NEW DESERT DRAMA TACKLES SEXUAL ASSAULT

Why write a novel about rape? For author Anne Montgomery the reason was personal. While attending college, Montgomery was sexually assaulted. She became a statistic. Today, one out of every six women in the United States will be the victim of an attempted or completed rape in her lifetime. Like 80% of those victims, Montgomery never went to the police.

“I believed they would have blamed me. I was on a date with a sweet-faced farm boy who played for my university’s football team. I’d had a few drinks. I willingly followed him into his dorm room. What did I expect would happen? So, I said nothing.”

Add to that experience the fact that Montgomery spent 20 years teaching in a Title I high school, where the vast majority of her students lived in poverty. It was during that time she came to understand another sad statistic: Four out of five rapes are committed by someone the victim knows.

“I kept meeting young girls who’d been sexually assaulted, always by a family member or friend. Sadly, many of these teens were ostracized by their loved ones when they came forward, told they were lying, or that the assault was their fault.”

In The Castle [Touchpoint Press, September 13, 2021] Montgomery introduces Maggie, a National Park Ranger of Native American descent, who is recovering from the gang rape she suffered in the Coast Guard. The reader follows Maggie through her depression, anger, and ultimate healing.

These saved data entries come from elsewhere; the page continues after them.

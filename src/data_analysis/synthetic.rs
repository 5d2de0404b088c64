// src/data_analysis/synthetic.rs

//! Seeded synthetic data for the illustrative figures.
//!
//! Every generator draws from a caller-supplied `StdRng`, so one seed in the
//! config reproduces every figure bit for bit.

use ndarray::{Array2, Array3};
use rand::rngs::StdRng;
use rand::Rng;
use rand_distr::{Beta, Distribution, Normal, StandardNormal};

use crate::data_analysis::curves::linspace;
use crate::data_analysis::distribution::percentile;
use crate::data_analysis::emergence::{logistic, logistic_emergence};
use crate::data_input::builtin::TaskProfile;

/// Gaussian draw with standard deviation `sigma`.
fn jitter(rng: &mut StdRng, sigma: f64) -> f64 {
    let z: f64 = rng.sample(StandardNormal);
    sigma * z
}

/// Beta-distributed confidences paired with Bernoulli(`p`) correctness.
///
/// Returns `None` when the shape parameters are not positive.
pub fn calibration_samples(
    rng: &mut StdRng,
    shape: (f64, f64),
    p: f64,
    n: usize,
) -> Option<(Vec<f64>, Vec<f64>)> {
    let beta = Beta::new(shape.0, shape.1).ok()?;
    let p = p.clamp(0.0, 1.0);
    let confidences: Vec<f64> = (0..n).map(|_| beta.sample(rng)).collect();
    let accuracies: Vec<f64> = (0..n)
        .map(|_| if rng.gen_bool(p) { 1.0 } else { 0.0 })
        .collect();
    Some((confidences, accuracies))
}

/// Per-scale accuracy, uncertainty and UCS of one synthetic task.
#[derive(Debug, Clone)]
pub struct SyntheticTaskMetrics {
    pub task: &'static str,
    pub accuracy: Vec<f64>,
    pub uncertainty: Vec<f64>,
    pub ucs: Vec<f64>,
}

/// Logistic accuracy in `[0.05, 0.90]` and uncertainty falling by up to 0.1,
/// both with `N(0, 0.01)` jitter and clipped to `[0, 1]`.
pub fn synthetic_task_metrics(
    rng: &mut StdRng,
    task: &TaskProfile,
    scales_m: &[f64],
    alpha: f64,
) -> SyntheticTaskMetrics {
    let mut accuracy = Vec::with_capacity(scales_m.len());
    let mut uncertainty = Vec::with_capacity(scales_m.len());
    for &p in scales_m {
        let acc = logistic_emergence(p, task.x0, task.k, 0.05, 0.90) + jitter(rng, 0.01);
        accuracy.push(acc.clamp(0.0, 1.0));

        let unc = task.base_uncertainty - 0.1 * logistic_emergence(p, task.x0, task.k, 0.0, 1.0)
            + jitter(rng, 0.01);
        uncertainty.push(unc.clamp(0.0, 1.0));
    }
    let ucs = accuracy
        .iter()
        .zip(uncertainty.iter())
        .map(|(a, u)| a * (1.0 - alpha * u))
        .collect();
    SyntheticTaskMetrics {
        task: task.name,
        accuracy,
        uncertainty,
        ucs,
    }
}

/// Stage of attention structure.
#[derive(Debug, Clone, Copy, PartialEq, Eq)]
pub enum AttentionPattern {
    Scattered,
    Transitional,
    Structured,
}

/// `size x size` attention weights for `pattern`, clipped to `[0, 1]`.
pub fn attention_matrix(rng: &mut StdRng, pattern: AttentionPattern, size: usize) -> Array2<f64> {
    let mut m = match pattern {
        AttentionPattern::Scattered => {
            let mut m = Array2::from_shape_fn((size, size), |_| rng.gen::<f64>() * 0.3);
            if size > 0 {
                for _ in 0..5 {
                    let i = rng.gen_range(0..size);
                    let j = rng.gen_range(0..size);
                    m[[i, j]] = rng.gen::<f64>() * 0.7 + 0.3;
                }
            }
            m
        }
        AttentionPattern::Transitional => {
            let mut m = Array2::from_shape_fn((size, size), |_| rng.gen::<f64>() * 0.2);
            for i in 0..size {
                for j in i.saturating_sub(2)..(i + 3).min(size) {
                    m[[i, j]] = rng.gen::<f64>() * 0.5 + 0.3;
                }
            }
            m
        }
        AttentionPattern::Structured => {
            let mut m = Array2::<f64>::zeros((size, size));
            for i in 0..size {
                m[[i, i]] = 0.8 + rng.gen::<f64>() * 0.2;
                if i + 1 < size {
                    m[[i, i + 1]] = 0.6 + rng.gen::<f64>() * 0.2;
                }
                if i > 0 {
                    m[[i, i - 1]] = 0.6 + rng.gen::<f64>() * 0.2;
                }
            }
            m.mapv_inplace(|v| v + rng.gen::<f64>() * 0.1);
            m
        }
    };
    m.mapv_inplace(|v| v.clamp(0.0, 1.0));
    m
}

/// Blend of a fresh scattered and a fresh structured matrix; `weight` 0 is
/// fully scattered, 1 fully structured.
pub fn attention_evolution_frame(rng: &mut StdRng, weight: f64, size: usize) -> Array2<f64> {
    let scattered = attention_matrix(rng, AttentionPattern::Scattered, size);
    let structured = attention_matrix(rng, AttentionPattern::Structured, size);
    scattered * (1.0 - weight) + structured * weight
}

/// Sharpness of the capability transition in parameter-norm space.
pub const MANIFOLD_TRANSITION_SCALE: f64 = 3.0;
/// Standard deviation of the capability noise.
pub const MANIFOLD_NOISE: f64 = 0.4;
/// Performance threshold tau.
pub const MANIFOLD_TAU: f64 = 0.7;
/// Confidence slack epsilon; the manifold is the `1 - epsilon` level set.
pub const MANIFOLD_EPSILON: f64 = 0.1;

/// Monte Carlo estimate of `P(capability >= tau)` on a cubic grid over
/// `[-5, 5]^3`. `prob` is indexed `[ix, iy, iz]` along `axis`.
#[derive(Debug, Clone)]
pub struct CapabilityGrid {
    pub axis: Vec<f64>,
    pub prob: Array3<f64>,
}

pub fn capability_probability_grid(
    rng: &mut StdRng,
    resolution: usize,
    samples: usize,
) -> CapabilityGrid {
    let axis = linspace(-5.0, 5.0, resolution);
    let samples = samples.max(1);
    let mut prob = Array3::<f64>::zeros((resolution, resolution, resolution));
    for ((ix, iy, iz), cell) in prob.indexed_iter_mut() {
        let norm = (axis[ix].powi(2) + axis[iy].powi(2) + axis[iz].powi(2)).sqrt();
        let base = logistic(MANIFOLD_TRANSITION_SCALE * (norm - 3.0));
        let hits = (0..samples)
            .filter(|_| base + jitter(rng, MANIFOLD_NOISE) >= MANIFOLD_TAU)
            .count();
        *cell = hits as f64 / samples as f64;
    }
    CapabilityGrid { axis, prob }
}

/// Central differences inside, one-sided differences on the faces.
fn axis_gradient(field: &Array3<f64>, axis: usize, idx: [usize; 3]) -> f64 {
    let n = field.shape()[axis];
    if n < 2 {
        return 0.0;
    }
    let at = |k: usize| {
        let mut p = idx;
        p[axis] = k;
        field[p]
    };
    let i = idx[axis];
    if i == 0 {
        at(1) - at(0)
    } else if i == n - 1 {
        at(n - 1) - at(n - 2)
    } else {
        (at(i + 1) - at(i - 1)) / 2.0
    }
}

/// Gradient magnitude of `field` in grid-index units.
pub fn gradient_magnitude(field: &Array3<f64>) -> Array3<f64> {
    Array3::from_shape_fn(field.dim(), |(i, j, k)| {
        let idx = [i, j, k];
        (0..3)
            .map(|a| axis_gradient(field, a, idx).powi(2))
            .sum::<f64>()
            .sqrt()
    })
}

/// Grid points whose gradient magnitude exceeds the 95th percentile.
pub fn critical_points(grid: &CapabilityGrid) -> Vec<[f64; 3]> {
    let grad = gradient_magnitude(&grid.prob);
    let values: Vec<f64> = grad.iter().copied().collect();
    let Some(cutoff) = percentile(&values, 95.0) else {
        return Vec::new();
    };
    grad.indexed_iter()
        .filter(|(_, g)| **g > cutoff)
        .map(|((i, j, k), _)| [grid.axis[i], grid.axis[j], grid.axis[k]])
        .collect()
}

/// Voxels at or above `level` with at least one face neighbour below it,
/// paired with their probability.
pub fn level_set_voxels(grid: &CapabilityGrid, level: f64) -> Vec<([f64; 3], f64)> {
    let prob = &grid.prob;
    let (nx, ny, nz) = prob.dim();
    let below = |i: isize, j: isize, k: isize| {
        if i < 0 || j < 0 || k < 0 || i >= nx as isize || j >= ny as isize || k >= nz as isize {
            return false;
        }
        prob[[i as usize, j as usize, k as usize]] < level
    };
    let mut out = Vec::new();
    for ((i, j, k), &p) in prob.indexed_iter() {
        if p < level {
            continue;
        }
        let (ii, jj, kk) = (i as isize, j as isize, k as isize);
        let on_boundary = below(ii - 1, jj, kk)
            || below(ii + 1, jj, kk)
            || below(ii, jj - 1, kk)
            || below(ii, jj + 1, kk)
            || below(ii, jj, kk - 1)
            || below(ii, jj, kk + 1);
        if on_boundary {
            out.push(([grid.axis[i], grid.axis[j], grid.axis[k]], p));
        }
    }
    out
}

/// Uniform performance in `[0.2, 0.9)` for `n` models.
pub fn uniform_performance(rng: &mut StdRng, n: usize) -> Vec<f64> {
    (0..n).map(|_| rng.gen_range(0.2..0.9)).collect()
}

/// `size / 8` plus `N(0, sigma)` noise per model.
pub fn size_scores(rng: &mut StdRng, sizes_b: &[f64], sigma: f64) -> Vec<f64> {
    sizes_b.iter().map(|s| s / 8.0 + jitter(rng, sigma)).collect()
}

/// Size-driven threshold effect per `(task, model)` with `N(0, 0.1)` task noise.
pub fn threshold_effects(rng: &mut StdRng, n_tasks: usize, sizes_b: &[f64]) -> Array2<f64> {
    let mut out = Array2::<f64>::zeros((n_tasks, sizes_b.len()));
    for mut row in out.rows_mut() {
        for (cell, s) in row.iter_mut().zip(sizes_b.iter()) {
            *cell = s / 8.0 + jitter(rng, 0.1);
        }
    }
    out
}

/// Point of the conformal prediction band example.
#[derive(Debug, Clone, Copy)]
pub struct ConformalPoint {
    pub x: f64,
    pub prediction: f64,
    pub lower: f64,
    pub upper: f64,
}

/// `0.5 sin(x) + 0.5` over `[0, 10]` with independent uniform widths up to 0.2 on each side.
pub fn conformal_band(rng: &mut StdRng, n: usize) -> Vec<ConformalPoint> {
    let xs = linspace(0.0, 10.0, n);
    let upper_widths: Vec<f64> = (0..n).map(|_| 0.2 * rng.gen::<f64>()).collect();
    let lower_widths: Vec<f64> = (0..n).map(|_| 0.2 * rng.gen::<f64>()).collect();
    xs.into_iter()
        .enumerate()
        .map(|(i, x)| {
            let prediction = 0.5 * x.sin() + 0.5;
            ConformalPoint {
                x,
                prediction,
                lower: prediction - lower_widths[i],
                upper: prediction + upper_widths[i],
            }
        })
        .collect()
}

/// Adds `N(0, sigma)` to each value.
pub fn add_noise(rng: &mut StdRng, values: &[f64], sigma: f64) -> Vec<f64> {
    match Normal::new(0.0, sigma) {
        Ok(normal) => values.iter().map(|v| v + normal.sample(rng)).collect(),
        Err(_) => values.to_vec(),
    }
}

#[cfg(test)]
mod tests {
    use super::*;
    use crate::data_input::builtin::{SYNTHETIC_SCALES_M, SYNTHETIC_TASKS};
    use rand::SeedableRng;

    fn rng() -> StdRng {
        StdRng::seed_from_u64(42)
    }

    #[test]
    fn test_calibration_samples_deterministic() {
        let a = calibration_samples(&mut rng(), (2.0, 5.0), 0.1, 200).unwrap();
        let b = calibration_samples(&mut rng(), (2.0, 5.0), 0.1, 200).unwrap();
        assert_eq!(a, b);
        assert!(a.0.iter().all(|c| (0.0..=1.0).contains(c)));
        assert!(a.1.iter().all(|&y| y == 0.0 || y == 1.0));
        assert!(calibration_samples(&mut rng(), (0.0, 1.0), 0.5, 10).is_none());
    }

    #[test]
    fn test_synthetic_task_metrics_clipped() {
        let mut r = rng();
        for task in SYNTHETIC_TASKS.iter() {
            let m = synthetic_task_metrics(&mut r, task, &SYNTHETIC_SCALES_M, 0.3);
            assert_eq!(m.accuracy.len(), SYNTHETIC_SCALES_M.len());
            for ((a, u), s) in m.accuracy.iter().zip(m.uncertainty.iter()).zip(m.ucs.iter()) {
                assert!((0.0..=1.0).contains(a));
                assert!((0.0..=1.0).contains(u));
                assert!(*s <= *a + 1e-12);
            }
        }
    }

    #[test]
    fn test_attention_patterns_in_range() {
        let mut r = rng();
        for pattern in [
            AttentionPattern::Scattered,
            AttentionPattern::Transitional,
            AttentionPattern::Structured,
        ] {
            let m = attention_matrix(&mut r, pattern, 16);
            assert_eq!(m.dim(), (16, 16));
            assert!(m.iter().all(|v| (0.0..=1.0).contains(v)));
        }
        let structured = attention_matrix(&mut r, AttentionPattern::Structured, 16);
        for i in 0..16 {
            assert!(structured[[i, i]] >= 0.8);
        }
    }

    #[test]
    fn test_gradient_of_linear_field() {
        let field = Array3::from_shape_fn((4, 4, 4), |(i, _, _)| 2.0 * i as f64);
        let g = gradient_magnitude(&field);
        assert!(g.iter().all(|v| (v - 2.0).abs() < 1e-12));
    }

    #[test]
    fn test_capability_grid_probabilities() {
        let grid = capability_probability_grid(&mut rng(), 12, 10);
        assert_eq!(grid.prob.dim(), (12, 12, 12));
        assert!(grid.prob.iter().all(|p| (0.0..=1.0).contains(p)));

        // Far from the origin capability is high, near it low.
        let (mut outer, mut n_outer, mut inner, mut n_inner) = (0.0, 0, 0.0, 0);
        for ((i, j, k), &p) in grid.prob.indexed_iter() {
            let r = (grid.axis[i].powi(2) + grid.axis[j].powi(2) + grid.axis[k].powi(2)).sqrt();
            if r > 6.0 {
                outer += p;
                n_outer += 1;
            } else if r < 1.5 {
                inner += p;
                n_inner += 1;
            }
        }
        assert!(outer / n_outer as f64 > inner / n_inner as f64);

        let voxels = level_set_voxels(&grid, 1.0 - MANIFOLD_EPSILON);
        assert!(voxels.iter().all(|(_, p)| *p >= 0.9));
    }

    #[test]
    fn test_critical_points_surround_a_spike() {
        let axis = linspace(-5.0, 5.0, 10);
        let mut prob = Array3::<f64>::zeros((10, 10, 10));
        prob[[5, 5, 5]] = 1.0;
        let grid = CapabilityGrid { axis, prob };
        // Only the six face neighbours of the spike have a non-zero gradient.
        assert_eq!(critical_points(&grid).len(), 6);
    }

    #[test]
    fn test_conformal_band_brackets_prediction() {
        let band = conformal_band(&mut rng(), 100);
        assert_eq!(band.len(), 100);
        assert!(band.iter().all(|p| p.lower <= p.prediction && p.prediction <= p.upper));
    }
}

// src/data_analysis/synthetic.rs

A reporter in TV and print for 15 years, Montgomery investigated the behavior and psychology of rapists, the profile of a victim, and the ways sexual assault survivors can heal. Engaging and influential, Montgomery is available for interviews, Q&A’s, and byline articles around the launch of The Castle  focusing on topics that include:

  • The signs of sexual violence and how to help someone in need
  • Surviving and thriving after sexual violence
  • The need to change the way society addresses sexual assault and its victims
  • Channeling life experience – both traumatic and joyous – through the fictional characters in her work

Anne Butler Montgomery has worked as a television sportscaster, newspaper and magazine writer, teacher, author, and amateur sports official. Her first TV job came at WRBL-TV in Columbus, Georgia, and led to positions at WROC-TV in Rochester, New York, KTSP-TV in Phoenix, Arizona, and ESPN in Bristol, Connecticut, where she anchored the Emmy and ACE award-winning SportsCenter. She finished her on-camera broadcasting career with a two-year stint as the studio host for the NBA’s Phoenix Suns. Montgomery was a freelance and/or staff reporter for six publications, writing sports, features, movie reviews, and archeological pieces. Her novels include The Castle, A Light in the DesertWild Horses on the Salt, The Scent of Rain, and Wolf Catcher. Montgomery taught sports reporting at Arizona State University’s Walter Cronkite School of Journalism and Mass Communication and taught high school journalism for 20 years. She was an amateur sports official for four decades, a time during which she called baseball, ice hockey, soccer, and basketball games and served as a high school football referee and crew chief. Montgomery is a foster mom to three sons and a daughter. When she can, she indulges in her passions: rock collecting, scuba diving, musical theater, and playing her guitar.